担当になっている以上は「やらなければいけない仕事」であるとまずは認識していただき、ご自身の担当領域を見直してください。

コスト管理を行うと、自ずと業務の効率化を意識できるようになります。
生産性の向上により削減されたコストは新規事業や設備投資など、本当に必要な部分に財源を充てられるようになります。
毎月の生活費はやりくり上手なのに会社の経費は意識していないという方は、「会社のお金は自分に関係するお金」という意識を持ち、自分事にすることが重要です。
事実、会社が豊かになれば昇給や賞与アップもより現実的になりますし、意識が変われば行動が変わります。小さな行動の積み重ね方、削減できるコストはたくさんあります。

簡単なことでは
・事業ゴミには費用がかかるので、ゴミは袋がいっぱいになるまで捨てない。
・人がいないのに電灯、エアコン等を点けっぱなしにしない。
・送料を考え、何かを発注する際は1点でなくまとめて発注する。
・梱包物は規定サイズを確認し、送料が安くなるようであれば小さく梱包する。
・資料はできるだけデジタル化し、コピーや印刷が必要な場合は白黒&両面印刷を設定する。
・購入品は新品にこだわらず、消耗品は低価格なものに切り替える。

などなど、考えればたくさん出てきます。
ただし、経費には倹約しすぎてはいけない項目があります。
それは、「利益を生み出すもの」に対しての経費です。

たとえば弊社では「手作業による染色」を主として行っていますが、手作業でなくてもよい作業においては、道具や機械などを導入することで時間短縮とクオリティの向上に繋げています。
捻出した時間によって生産性を高め、人の手でしか実現できない作業に対して十分な時間を取ることで、作業の満足感も生まれます。
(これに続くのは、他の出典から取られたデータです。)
//! Expression lowering.
//!
//! Every expression evaluates into a destination register chosen by its
//! context. Subexpressions grab fresh registers from the free list and give
//! them back as soon as their value is consumed; the VM's
//! compute-then-store contract makes destination/source aliasing safe, so
//! `OP dst, dst, tmp` is the common shape.

use crate::ast::{BinaryOp, Literal, Node, NodeKind, SourceLocation, UnaryOp};
use crate::compiler::{Compiler, Reg, Resolution};
use crate::consts::MAX_ARGC;
use crate::error::{SemanticError, SemanticErrorKind};

use sable_asm::{
    encode_f64, encode_i64, pack_indices, ConstKind, Opcode, Word, FUNC_BODY_LEN, FUNC_DECL_ARGC,
    FUNC_HEADER_LEN, FUNC_NREGS,
};

use std::rc::Rc;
クオリティを保ったまま工賃が下がればお客様にお届けしやすい価格になり、次の仕事にも繋がります。

企業を運営していると、先に費用が発生するケースがほとんどです。
良い商品を企画しても納得性のためにはサンプルが必要です。
せっかく良いものを作っても知られなければ意味がないので、広告が存在します。
しかも、それだけ手を打っても成果に繋がるとは限らないのです。
未来のことは誰にも分かりませんし、思い通りに進まないのは当然です。
その中で、利益を生み出し、黒字にするための方法を見つけるのです。
何ヶ月後もしくは何年後に収益化を考えるのか。
未来のビジョンがあってこその経費なのです。
まずは定量的な「未来の予定表」を立て、半期毎に都度修正し、経費管理と利益管理をしていきましょう。それが、ビジネスを行うための重要項目であり、成功への道しるべになります。
「ストーリー」や「想い」によって意識は成長したとしても、行動しなければよりよい会社作りは実現しません。そのため、何をどうすれば良いのか定量的な数字で示すことも大切だと考え、今回はこのようなテーマのブログにいたしました。